**Material shown:**
________________________
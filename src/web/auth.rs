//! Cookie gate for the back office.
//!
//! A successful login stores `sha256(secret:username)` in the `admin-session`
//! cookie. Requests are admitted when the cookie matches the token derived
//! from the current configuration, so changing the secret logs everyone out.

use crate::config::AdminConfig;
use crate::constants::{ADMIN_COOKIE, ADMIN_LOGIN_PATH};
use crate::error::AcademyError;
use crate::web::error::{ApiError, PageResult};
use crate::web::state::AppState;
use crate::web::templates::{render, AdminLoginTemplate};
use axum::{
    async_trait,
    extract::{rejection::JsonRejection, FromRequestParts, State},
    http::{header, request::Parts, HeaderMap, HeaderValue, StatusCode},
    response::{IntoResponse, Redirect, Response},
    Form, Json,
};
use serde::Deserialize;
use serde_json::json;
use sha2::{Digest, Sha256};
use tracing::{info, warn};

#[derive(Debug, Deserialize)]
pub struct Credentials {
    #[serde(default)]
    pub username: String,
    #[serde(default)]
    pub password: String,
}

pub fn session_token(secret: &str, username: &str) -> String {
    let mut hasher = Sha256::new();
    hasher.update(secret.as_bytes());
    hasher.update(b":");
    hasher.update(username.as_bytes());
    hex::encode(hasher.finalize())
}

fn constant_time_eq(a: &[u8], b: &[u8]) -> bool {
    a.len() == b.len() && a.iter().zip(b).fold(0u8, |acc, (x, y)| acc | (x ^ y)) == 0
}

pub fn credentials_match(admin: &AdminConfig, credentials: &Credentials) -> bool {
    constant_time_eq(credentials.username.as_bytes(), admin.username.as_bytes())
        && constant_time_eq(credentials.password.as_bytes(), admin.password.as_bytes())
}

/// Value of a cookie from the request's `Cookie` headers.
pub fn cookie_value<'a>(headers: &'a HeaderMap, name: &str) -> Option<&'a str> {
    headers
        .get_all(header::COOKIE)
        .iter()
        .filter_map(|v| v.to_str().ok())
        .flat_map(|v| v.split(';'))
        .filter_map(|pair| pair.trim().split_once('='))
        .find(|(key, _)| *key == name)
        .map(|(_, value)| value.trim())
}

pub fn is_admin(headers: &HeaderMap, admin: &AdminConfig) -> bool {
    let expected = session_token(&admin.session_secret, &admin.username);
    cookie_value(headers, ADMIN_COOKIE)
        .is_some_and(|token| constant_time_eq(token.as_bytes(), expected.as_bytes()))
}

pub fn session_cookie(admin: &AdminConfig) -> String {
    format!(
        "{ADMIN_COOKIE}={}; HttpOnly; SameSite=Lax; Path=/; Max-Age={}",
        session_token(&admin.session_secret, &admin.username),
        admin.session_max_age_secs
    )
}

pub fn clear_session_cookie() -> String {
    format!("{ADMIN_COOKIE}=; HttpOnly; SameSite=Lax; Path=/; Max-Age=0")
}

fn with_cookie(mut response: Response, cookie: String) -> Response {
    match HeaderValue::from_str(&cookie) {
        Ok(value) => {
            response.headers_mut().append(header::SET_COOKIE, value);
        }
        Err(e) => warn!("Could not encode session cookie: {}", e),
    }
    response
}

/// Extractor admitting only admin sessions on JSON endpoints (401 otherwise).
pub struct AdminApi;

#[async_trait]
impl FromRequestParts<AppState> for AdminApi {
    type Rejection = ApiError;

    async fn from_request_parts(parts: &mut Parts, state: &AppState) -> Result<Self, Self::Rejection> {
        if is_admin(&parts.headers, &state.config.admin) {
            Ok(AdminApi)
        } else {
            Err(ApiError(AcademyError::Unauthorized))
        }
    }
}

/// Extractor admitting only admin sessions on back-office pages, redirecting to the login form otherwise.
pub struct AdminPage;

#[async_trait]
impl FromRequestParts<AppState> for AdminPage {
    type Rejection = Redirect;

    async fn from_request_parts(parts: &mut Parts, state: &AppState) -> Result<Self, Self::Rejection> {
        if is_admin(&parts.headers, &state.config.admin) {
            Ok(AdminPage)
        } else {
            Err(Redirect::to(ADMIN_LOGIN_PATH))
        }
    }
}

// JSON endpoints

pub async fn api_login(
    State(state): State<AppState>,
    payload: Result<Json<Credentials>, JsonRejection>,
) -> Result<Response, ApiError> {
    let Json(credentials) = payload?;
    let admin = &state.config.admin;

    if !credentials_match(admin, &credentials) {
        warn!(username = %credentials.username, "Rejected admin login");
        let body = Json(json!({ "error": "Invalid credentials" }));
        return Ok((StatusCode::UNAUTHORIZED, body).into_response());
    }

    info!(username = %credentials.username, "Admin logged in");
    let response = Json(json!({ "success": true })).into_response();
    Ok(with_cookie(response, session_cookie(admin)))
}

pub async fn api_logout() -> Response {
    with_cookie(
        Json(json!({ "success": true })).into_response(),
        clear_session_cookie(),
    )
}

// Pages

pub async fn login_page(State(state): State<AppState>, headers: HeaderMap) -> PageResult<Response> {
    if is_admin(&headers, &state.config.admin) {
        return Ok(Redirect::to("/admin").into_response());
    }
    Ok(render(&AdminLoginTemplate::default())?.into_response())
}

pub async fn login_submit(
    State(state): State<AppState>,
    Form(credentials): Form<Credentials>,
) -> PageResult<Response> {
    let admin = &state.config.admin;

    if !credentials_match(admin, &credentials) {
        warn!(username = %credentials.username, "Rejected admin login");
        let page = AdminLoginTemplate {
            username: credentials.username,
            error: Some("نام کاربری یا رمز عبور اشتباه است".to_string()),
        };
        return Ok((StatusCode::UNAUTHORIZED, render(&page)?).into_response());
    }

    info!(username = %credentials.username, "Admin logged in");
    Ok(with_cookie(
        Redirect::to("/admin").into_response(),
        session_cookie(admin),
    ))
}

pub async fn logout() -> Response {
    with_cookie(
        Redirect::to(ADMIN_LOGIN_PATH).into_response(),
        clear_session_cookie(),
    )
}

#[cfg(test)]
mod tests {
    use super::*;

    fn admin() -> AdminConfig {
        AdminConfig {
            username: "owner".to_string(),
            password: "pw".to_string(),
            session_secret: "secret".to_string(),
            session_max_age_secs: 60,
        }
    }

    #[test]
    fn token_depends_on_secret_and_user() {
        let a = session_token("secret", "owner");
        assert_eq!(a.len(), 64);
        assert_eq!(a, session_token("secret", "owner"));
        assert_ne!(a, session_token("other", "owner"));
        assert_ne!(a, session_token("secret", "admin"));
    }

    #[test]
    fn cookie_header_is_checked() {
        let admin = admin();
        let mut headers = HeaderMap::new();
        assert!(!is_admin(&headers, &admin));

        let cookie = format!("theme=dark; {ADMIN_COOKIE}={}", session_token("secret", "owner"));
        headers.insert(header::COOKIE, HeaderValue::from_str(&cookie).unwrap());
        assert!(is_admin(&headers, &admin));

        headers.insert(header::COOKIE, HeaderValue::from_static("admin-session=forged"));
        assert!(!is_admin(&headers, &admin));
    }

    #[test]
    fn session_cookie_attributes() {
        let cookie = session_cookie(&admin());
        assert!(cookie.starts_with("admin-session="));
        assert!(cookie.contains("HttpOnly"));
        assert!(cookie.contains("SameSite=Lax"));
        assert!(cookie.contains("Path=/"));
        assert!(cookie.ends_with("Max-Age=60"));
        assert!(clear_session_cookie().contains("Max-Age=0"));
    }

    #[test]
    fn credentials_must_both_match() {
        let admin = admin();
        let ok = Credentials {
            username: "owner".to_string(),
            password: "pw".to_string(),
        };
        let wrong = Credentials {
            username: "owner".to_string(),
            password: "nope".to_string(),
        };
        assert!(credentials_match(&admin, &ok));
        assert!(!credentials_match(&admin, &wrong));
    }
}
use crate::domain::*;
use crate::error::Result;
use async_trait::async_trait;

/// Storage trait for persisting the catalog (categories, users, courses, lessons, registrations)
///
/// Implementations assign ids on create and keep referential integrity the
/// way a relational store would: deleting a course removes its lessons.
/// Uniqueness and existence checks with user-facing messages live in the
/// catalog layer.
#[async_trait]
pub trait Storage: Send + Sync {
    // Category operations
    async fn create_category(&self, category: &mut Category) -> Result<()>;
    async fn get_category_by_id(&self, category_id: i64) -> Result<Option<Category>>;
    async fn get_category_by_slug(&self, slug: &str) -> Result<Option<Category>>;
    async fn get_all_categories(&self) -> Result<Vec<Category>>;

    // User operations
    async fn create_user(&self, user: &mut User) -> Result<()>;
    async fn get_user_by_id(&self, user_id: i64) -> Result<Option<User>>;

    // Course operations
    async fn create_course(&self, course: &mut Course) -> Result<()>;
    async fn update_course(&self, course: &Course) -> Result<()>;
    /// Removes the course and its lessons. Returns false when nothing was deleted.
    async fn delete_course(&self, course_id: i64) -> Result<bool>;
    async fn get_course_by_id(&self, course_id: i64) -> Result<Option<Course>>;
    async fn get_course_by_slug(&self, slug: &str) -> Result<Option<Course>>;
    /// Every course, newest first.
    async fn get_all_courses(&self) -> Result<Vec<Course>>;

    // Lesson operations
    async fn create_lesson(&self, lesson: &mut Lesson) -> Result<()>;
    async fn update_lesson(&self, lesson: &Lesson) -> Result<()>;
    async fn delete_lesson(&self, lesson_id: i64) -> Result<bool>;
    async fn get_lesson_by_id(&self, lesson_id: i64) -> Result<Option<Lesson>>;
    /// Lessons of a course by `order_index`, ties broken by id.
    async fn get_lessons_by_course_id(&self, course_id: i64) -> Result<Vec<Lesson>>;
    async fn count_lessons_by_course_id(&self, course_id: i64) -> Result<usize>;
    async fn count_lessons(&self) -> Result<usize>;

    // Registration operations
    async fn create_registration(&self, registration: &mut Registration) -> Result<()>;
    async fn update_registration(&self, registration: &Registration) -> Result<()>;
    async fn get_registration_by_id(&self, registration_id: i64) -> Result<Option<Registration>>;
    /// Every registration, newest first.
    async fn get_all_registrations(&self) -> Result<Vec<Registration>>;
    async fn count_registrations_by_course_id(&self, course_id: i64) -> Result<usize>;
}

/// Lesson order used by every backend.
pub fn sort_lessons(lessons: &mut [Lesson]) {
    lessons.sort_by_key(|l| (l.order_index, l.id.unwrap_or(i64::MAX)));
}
________________________
Set every line down again exactly. Begin with the first line of the entries and finish with the line containing "the token derived".

filename src/web/auth.rs
//! Cookie gate for the back office.
//!
//! A successful login stores `sha256(secret:username)` in the `admin-session`
//! cookie. Requests are admitted when the cookie matches the token derived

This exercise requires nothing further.